Ordering, Referring, and Emergency or Urgent Care Services - JF Part B
Educational Resources
Ordering, Referring, and Emergency or Urgent Care Services
A provider who has opted out of Medicare generally cannot bill Medicare for services furnished to Medicare beneficiaries. The provider may only submit Medicare claims for emergency or urgent care services furnished to a Medicare beneficiary with whom the provider does not have a private contract.
Emergency care services means inpatient or outpatient hospital services that are necessary to prevent death or serious impairment of health and, because of the danger to life or health, require use of the most accessible hospital available and equipped to furnish those services. Congress intended that the term "emergency or urgent care services" not be limited to emergency services since they also included "urgent care services." Urgent Care Services are defined in 42 CFR 405.400 as services furnished within 12 hours to avoid the likely onset of an emergency medical condition.
For example, if a beneficiary has an ear infection with significant pain, CMS would view that as requiring treatment to avoid the adverse consequences of continued pain and perforation of the eardrum. The patient's condition would not meet the definition of emergency medical condition because immediate care is not needed to avoid placing the health of the individual in serious jeopardy or to avoid serious impairment or dysfunction. However, although it does not meet the definition of emergency care, the beneficiary needs care within 12 hours to avoid adverse consequences, and the beneficiary may not be able to find another physician or practitioner to provide treatment within 12 hours.

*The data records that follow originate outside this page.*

//! Uniform view of a call expression.
//!
//! Inference, escape analysis and lowering all ask the same questions about
//! a call: is it `recv.method(..)` or `func(..)`, what are the arguments.
//! [`CallSite`] answers them once.

use smallvec::SmallVec;

use crate::{Ast, NodeId, NodeKind, StringInterner};

/// A decoded `Call` node.
#[derive(Clone, Debug, PartialEq, Eq)]
pub struct CallSite {
    /// The `Call` node itself.
    pub node: NodeId,
    pub callee: NodeId,
    /// `recv` in `recv.method(..)`.
    pub receiver: Option<NodeId>,
    /// Identifier text of the receiver when it is a plain identifier.
    pub receiver_name: Option<&'static str>,
    /// `method` in `recv.method(..)`.
    pub method: Option<&'static str>,
    /// `func` in `func(..)`.
    pub function: Option<&'static str>,
    pub args: SmallVec<[NodeId; 4]>,
}

impl CallSite {
    /// Decode `id`, or `None` if it is not a call.
    pub fn from_node(ast: &Ast, interner: &StringInterner, id: NodeId) -> Option<CallSite> {
        let NodeKind::Call { callee, args } = ast.kind(id) else {
            return None;
        };
        let callee = *callee;
        let mut site = CallSite {
            node: id,
            callee,
            receiver: None,
            receiver_name: None,
            method: None,
            function: None,
            args: args.iter().copied().collect(),
        };

        match ast.kind(ast.unparen(callee)) {
            NodeKind::Member { object, property } => {
                site.receiver = Some(*object);
                site.receiver_name = ast.ident_name(*object).map(|n| interner.lookup(n));
                site.method = Some(interner.lookup(*property));
            }
            NodeKind::Ident { name } => {
                site.function = Some(interner.lookup(*name));
            }
            _ => {}
        }

        Some(site)
    }

    #[inline]
    pub fn arity(&self) -> usize {
        self.args.len()
    }

    /// `recv.<name>(..)` for any receiver.
    pub fn is_method(&self, name: &str) -> bool {
        self.method == Some(name)
    }

    /// `<object>.<name>(..)` where the receiver is the identifier `object`.
    pub fn is_qualified(&self, object: &str, name: &str) -> bool {
        self.receiver_name == Some(object) && self.method == Some(name)
    }

    /// Plain `<name>(..)`.
    pub fn is_function(&self, name: &str) -> bool {
        self.function == Some(name)
    }

    pub fn arg(&self, index: usize) -> Option<NodeId> {
        self.args.get(index).copied()
    }
}
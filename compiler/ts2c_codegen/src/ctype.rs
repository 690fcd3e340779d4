//! C spelling of native types.
//!
//! Containers are always handled through pointers:
//!
//! | native type            | C type                      |
//! |------------------------|-----------------------------|
//! | dynamic `T[]`          | `struct array_<tag(T)> *`   |
//! | static `T[n]`          | `T name[n]` (declaration)   |
//! | `{ [key]: T }`         | `struct dict_<tag(T)> *`    |
//! | struct                 | `struct <name> *`           |

use ts2c_types::{NativeType, Primitive};

/// Name fragment identifying a type inside container struct names.
pub fn type_tag(ty: &NativeType) -> String {
    match ty {
        NativeType::Primitive(p) => match p {
            Primitive::Str => "string".to_string(),
            Primitive::Pointer => "pointer".to_string(),
            Primitive::Boxed => "js_var".to_string(),
            Primitive::Native(name) => name
                .chars()
                .map(|c| if c.is_ascii_alphanumeric() { c } else { '_' })
                .collect(),
            other => other.c_name().to_string(),
        },
        NativeType::Array(a) => format!("array_{}", type_tag(&a.element)),
        NativeType::Dict(e) => format!("dict_{}", type_tag(e)),
        NativeType::Struct(s) if s.name.is_empty() => "obj".to_string(),
        NativeType::Struct(s) => s.name.clone(),
    }
}

/// C type of a value of `ty`.
pub fn c_type(ty: &NativeType) -> String {
    match ty {
        NativeType::Primitive(p) => p.c_name().to_string(),
        NativeType::Array(a) if a.dynamic => format!("struct {} *", type_tag(ty)),
        NativeType::Array(a) => pointer_to(&c_type(&a.element)),
        NativeType::Dict(_) => format!("struct {} *", type_tag(ty)),
        NativeType::Struct(_) => format!("struct {} *", type_tag(ty)),
    }
}

/// C type of a temporary holding a fresh value of `ty`; string buffers are
/// writable.
pub fn temp_c_type(ty: &NativeType) -> String {
    if ty.is_str() {
        "char *".to_string()
    } else {
        c_type(ty)
    }
}

/// `T *` spelled without a doubled space.
pub fn pointer_to(c: &str) -> String {
    if c.ends_with('*') {
        format!("{c}*")
    } else {
        format!("{c} *")
    }
}

/// Declaration of `name` with type `ty`.
pub fn declaration(ty: &NativeType, name: &str) -> String {
    match ty {
        NativeType::Array(a) if !a.dynamic => {
            format!("{} {name}[{}]", c_type(&a.element), a.capacity.max(1))
        }
        _ => format!("{} {name}", c_type(ty)),
    }
}

/// Declaration with an initializer where C needs one: pointers start as
/// `NULL`.
pub fn local_declaration(ty: &NativeType, name: &str) -> String {
    if is_pointer(ty) {
        format!("{} = NULL;", declaration(ty, name))
    } else {
        format!("{};", declaration(ty, name))
    }
}

/// Values of `ty` are C pointers.
pub fn is_pointer(ty: &NativeType) -> bool {
    match ty {
        NativeType::Primitive(p) => matches!(p, Primitive::Str | Primitive::Pointer),
        NativeType::Array(a) => a.dynamic,
        NativeType::Dict(_) | NativeType::Struct(_) => true,
    }
}

/// The neutral value of `ty`, used for missing dictionary entries.
pub fn zero_value(ty: &NativeType) -> &'static str {
    if is_pointer(ty) {
        "NULL"
    } else {
        "0"
    }
}

/// `typeof` of a value of `ty`.
pub fn js_type_name(ty: &NativeType) -> &'static str {
    match ty {
        NativeType::Primitive(p) => match p {
            Primitive::Int | Primitive::Long | Primitive::Float => "number",
            Primitive::Bool => "boolean",
            Primitive::Str => "string",
            Primitive::Void => "undefined",
            Primitive::Pointer | Primitive::Boxed | Primitive::Native(_) => "object",
        },
        NativeType::Array(_) | NativeType::Dict(_) | NativeType::Struct(_) => "object",
    }
}

/// A C string literal with the contents `text`.
pub fn string_literal(text: &str) -> String {
    let mut out = String::with_capacity(text.len() + 2);
    out.push('"');
    for c in text.chars() {
        match c {
            '"' => out.push_str("\\\""),
            '\\' => out.push_str("\\\\"),
            '\n' => out.push_str("\\n"),
            '\r' => out.push_str("\\r"),
            '\t' => out.push_str("\\t"),
            c if u32::from(c) < 0x20 || c == '\u{7f}' => {
                out.push_str(&format!("\\{:03o}", u32::from(c)));
            }
            c => out.push(c),
        }
    }
    out.push('"');
    out
}

/// C spelling of a numeric literal written as `raw`.
pub fn number_literal(raw: &str, value: f64) -> String {
    let lower = raw.to_ascii_lowercase();
    if lower.starts_with("0b") || lower.starts_with("0o") {
        format!("{value}")
    } else {
        raw.to_string()
    }
}
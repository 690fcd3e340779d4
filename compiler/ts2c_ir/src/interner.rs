//! String interner for identifiers and literal text.
//!
//! Strings are leaked on first insertion so lookups can hand out
//! `&'static str` without tying callers to a lock guard. One interner is
//! created per compilation, so the leak is bounded by the input size.

use parking_lot::RwLock;
use rustc_hash::FxHashMap;

use crate::Name;

#[derive(Default)]
struct InternerInner {
    map: FxHashMap<&'static str, Name>,
    strings: Vec<&'static str>,
}

/// Interner mapping strings to compact [`Name`]s.
pub struct StringInterner {
    inner: RwLock<InternerInner>,
}

impl StringInterner {
    pub fn new() -> Self {
        let interner = StringInterner {
            inner: RwLock::new(InternerInner::default()),
        };
        // Index 0 is the empty string.
        interner.intern("");
        interner
    }

    /// Intern a string, returning its Name.
    pub fn intern(&self, s: &str) -> Name {
        if let Some(&name) = self.inner.read().map.get(s) {
            return name;
        }

        let mut guard = self.inner.write();
        // Another writer may have inserted it between the two locks.
        if let Some(&name) = guard.map.get(s) {
            return name;
        }

        let leaked: &'static str = Box::leak(s.to_owned().into_boxed_str());
        let index = u32::try_from(guard.strings.len()).unwrap_or(u32::MAX);
        let name = Name::from_index(index);
        guard.strings.push(leaked);
        guard.map.insert(leaked, name);
        name
    }

    /// Look up the string for a Name.
    ///
    /// Names from a different interner resolve to the empty string.
    pub fn lookup(&self, name: Name) -> &'static str {
        self.inner
            .read()
            .strings
            .get(name.index())
            .copied()
            .unwrap_or("")
    }

    /// Find an already-interned string without inserting it.
    pub fn get(&self, s: &str) -> Option<Name> {
        self.inner.read().map.get(s).copied()
    }

    pub fn len(&self) -> usize {
        self.inner.read().strings.len()
    }

    /// Only the pre-interned empty string is present.
    pub fn is_empty(&self) -> bool {
        self.len() <= 1
    }
}

impl Default for StringInterner {
    fn default() -> Self {
        Self::new()
    }
}

#[cfg(test)]
mod tests {
    use super::*;

    #[test]
    fn test_intern_and_lookup() {
        let interner = StringInterner::new();

        let hello = interner.intern("hello");
        let world = interner.intern("world");
        let hello2 = interner.intern("hello");

        assert_eq!(hello, hello2);
        assert_ne!(hello, world);
        assert_eq!(interner.lookup(hello), "hello");
        assert_eq!(interner.lookup(world), "world");
    }

    #[test]
    fn test_empty_string_is_preinterned() {
        let interner = StringInterner::new();
        assert_eq!(interner.intern(""), Name::EMPTY);
        assert!(interner.is_empty());
    }

    #[test]
    fn test_get_does_not_insert() {
        let interner = StringInterner::new();
        assert_eq!(interner.get("missing"), None);
        assert_eq!(interner.len(), 1);
        let name = interner.intern("present");
        assert_eq!(interner.get("present"), Some(name));
    }
}
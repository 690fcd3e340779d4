//! The inference engine: collect promises, then iterate to a fixpoint.
//!
//! ```text
//! collect ─▶ promises ─▶ solve (repeat until no best changes) ─▶ finalize
//!                              │                                    │
//!                     ExprTyper::infer(source)               TypeTable
//! ```
//!
//! Each pass re-evaluates every promise with the current variable types and
//! merges the result into the promise's `best`; the subject variable's type
//! is recomputed right away so later promises in the same pass see it.
//! Both only move up the merge lattice.

mod collect;
mod expr;

use expr::ExprTyper;

use rustc_hash::{FxHashMap, FxHashSet};
use ts2c_diagnostic::{Diagnostic, ErrorCode};
use ts2c_ir::{Ast, NodeKind, StringInterner};

use crate::promise::{PathSeg, PromiseKind, TypePromise};
use crate::{
    merge, merge_with_conflict, CallOracle, InferenceError, NativeType, SymbolTable, TypeOverrides,
    TypeTable, VarId, VarKind,
};

/// Knobs for [`infer_types`].
#[derive(Clone, Debug, Default)]
pub struct InferOptions {
    /// Pass limit; defaults to `8 * (variables + 2)`.
    pub max_iterations: Option<usize>,
}

/// Result of inference.
#[derive(Debug)]
pub struct InferOutput {
    pub table: TypeTable,
    /// Unresolved identifiers and boxed conflicts.
    pub diagnostics: Vec<Diagnostic>,
}

/// Infer a type for every variable and expression of `ast`.
#[tracing::instrument(level = "debug", skip_all)]
pub fn infer_types(
    ast: &Ast,
    interner: &StringInterner,
    oracle: &dyn CallOracle,
    options: &InferOptions,
) -> Result<InferOutput, InferenceError> {
    let mut engine = Engine::new(ast, interner, oracle);
    let passes = engine.solve(options.max_iterations)?;
    tracing::debug!(
        passes,
        variables = engine.symbols.len(),
        promises = engine.promises.len(),
        "type fixpoint reached"
    );
    engine.report_conflicts();
    Ok(engine.finish())
}

pub(crate) struct Engine<'a> {
    ast: &'a Ast,
    interner: &'a StringInterner,
    oracle: &'a dyn CallOracle,
    pub(crate) symbols: SymbolTable,
    pub(crate) promises: Vec<TypePromise>,
    by_subject: FxHashMap<VarId, Vec<usize>>,
    escaped: FxHashSet<VarId>,
    overrides: TypeOverrides,
    diagnostics: Vec<Diagnostic>,
}

impl<'a> Engine<'a> {
    pub(crate) fn new(ast: &'a Ast, interner: &'a StringInterner, oracle: &'a dyn CallOracle) -> Self {
        let symbols = SymbolTable::build(ast, interner);
        let collected = collect::collect(ast, interner, &symbols, oracle);

        let mut by_subject: FxHashMap<VarId, Vec<usize>> = FxHashMap::default();
        for (index, promise) in collected.promises.iter().enumerate() {
            by_subject.entry(promise.subject).or_default().push(index);
        }

        let mut engine = Engine {
            ast,
            interner,
            oracle,
            symbols,
            promises: collected.promises,
            by_subject,
            escaped: collected.escaped,
            overrides: collected.overrides,
            diagnostics: collected.diagnostics,
        };
        let initial: Vec<(VarId, NativeType)> = engine
            .symbols
            .vars()
            .map(|(var, _)| (var, engine.fold(var)))
            .collect();
        for (var, ty) in initial {
            engine.symbols.var_mut(var).ty = ty;
        }
        engine
    }

    fn typer(&self) -> ExprTyper<'_> {
        ExprTyper {
            ast: self.ast,
            interner: self.interner,
            oracle: self.oracle,
            symbols: &self.symbols,
            overrides: &self.overrides,
        }
    }

    /// Iterate until no promise improves. Returns the number of passes,
    /// counting the final pass that changed nothing.
    pub(crate) fn solve(&mut self, max_iterations: Option<usize>) -> Result<usize, InferenceError> {
        let cap = max_iterations.unwrap_or(8 * (self.symbols.len() + 2));
        let mut passes = 0;
        loop {
            passes += 1;
            let changed = self.pass();
            tracing::trace!(pass = passes, changed, "inference pass");
            if !changed {
                return Ok(passes);
            }
            if passes >= cap {
                return Err(InferenceError::FixpointDiverged { iterations: passes });
            }
        }
    }

    fn pass(&mut self) -> bool {
        let mut changed = false;
        for index in 0..self.promises.len() {
            let evaluated = self.evaluate(&self.promises[index]);
            let promise = &mut self.promises[index];
            let best = merge(&promise.best, &evaluated);
            if best == promise.best {
                continue;
            }
            promise.best = best;
            changed = true;

            let subject = promise.subject;
            let ty = self.fold(subject);
            self.symbols.var_mut(subject).ty = ty;
        }
        changed
    }

    /// Current contribution of one promise to its subject's type.
    fn evaluate(&self, promise: &TypePromise) -> NativeType {
        let typer = self.typer();
        let ty = match promise.kind {
            PromiseKind::Direct | PromiseKind::ReturnOf | PromiseKind::ParamAtCallSite => {
                typer.infer(promise.source)
            }
            PromiseKind::ForOfElement => match typer.infer(promise.source) {
                NativeType::Array(a) => a.element,
                NativeType::Dict(e) => *e,
                ty if ty.is_str() => NativeType::STR,
                _ => NativeType::POINTER,
            },
            PromiseKind::ForInKey => NativeType::STR,
            PromiseKind::PushElement => {
                let args: Vec<NativeType> = match self.ast.kind(promise.source) {
                    NodeKind::Call { args, .. } => {
                        args.iter().map(|&a| typer.infer(a).dynamize()).collect()
                    }
                    _ => Vec::new(),
                };
                NativeType::array(crate::merge_all(&args), 0, true)
            }
            PromiseKind::Resized => NativeType::array(NativeType::POINTER, 0, true),
            PromiseKind::KeyEnumeration => NativeType::dict(NativeType::POINTER),
            PromiseKind::PropertyWrite | PromiseKind::DictValue => {
                let leaf = typer.infer(promise.source).dynamize();
                promise.path.iter().rev().fold(leaf, |inner, seg| match seg {
                    PathSeg::Field(name) => {
                        NativeType::structure([(self.interner.lookup(*name), inner)])
                    }
                    PathSeg::Index(key) if typer.infer(*key).is_str() => NativeType::dict(inner),
                    PathSeg::Index(_) => NativeType::array(inner, 0, false),
                })
            }
        };
        if promise.flows {
            ty.dynamize()
        } else {
            ty
        }
    }

    /// Merge-reduction of a variable's promises.
    fn fold(&self, var: VarId) -> NativeType {
        let promises = self.by_subject.get(&var).map_or(&[][..], Vec::as_slice);
        if promises.is_empty() && self.symbols.var(var).kind == VarKind::Function {
            return NativeType::VOID;
        }
        let ty = promises
            .iter()
            .fold(NativeType::POINTER, |acc, &i| merge(&acc, &self.promises[i].best));
        let ty = if self.escaped.contains(&var) {
            ty.dynamize()
        } else {
            ty
        };
        close_empty_arrays(ty)
    }

    fn report_conflicts(&mut self) {
        for (var, info) in self.symbols.vars() {
            let Some(promises) = self.by_subject.get(&var) else {
                continue;
            };
            let mut acc = NativeType::POINTER;
            let mut conflict = false;
            for &i in promises {
                let (merged, c) = merge_with_conflict(&acc, &self.promises[i].best);
                acc = merged;
                conflict |= c;
            }
            if conflict {
                let name = self.interner.lookup(info.name);
                self.diagnostics.push(
                    Diagnostic::error(ErrorCode::E2002)
                        .with_message(format!("`{name}` holds values of incompatible types"))
                        .with_label(self.ast.span(info.declaration), "declared here")
                        .with_note("a boxed `struct js_var` has no C operations")
                        .with_suggestion("use a separate variable for each type"),
                );
            }
        }
    }

    fn finish(self) -> InferOutput {
        let typer = self.typer();
        let node_types: Vec<NativeType> = self.ast.ids().map(|id| typer.infer(id)).collect();
        let table = TypeTable::new(self.symbols, node_types, self.overrides);
        InferOutput {
            table,
            diagnostics: self.diagnostics,
        }
    }
}

/// A static array nobody gave a size to has to grow.
fn close_empty_arrays(ty: NativeType) -> NativeType {
    match ty {
        NativeType::Array(a) if !a.dynamic && a.capacity == 0 => {
            NativeType::array(a.element, 0, true)
        }
        other => other,
    }
}

#[cfg(test)]
mod tests;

To bill Medicare for emergency or urgent care services, the provider must be enrolled. The provider should submit an enrollment application through PECOS or submit a paper CMS-855I. Once the Provider Transaction Access Number (PTAN) is issued, the provider must submit claims for any emergency or urgent care services provided.
The CMS-855I should be submitted no later than 30 days after the service occurred so the Medicare Administrative Contractor (MAC) can honor the effective date. In these situations, the MAC may coordinate with CMS for guidance and work with the provider to set up the PTAN. For more information, refer to CMS Internet-Only Manual (IOM) Publication 100-08, Medicare Program Integrity Manual, Chapter 10, Section 10.6.12.
Ordering and Referring
An opt-out affidavit and an active CMS-855O enrollment for ordering or referring cannot be in effect at the same time.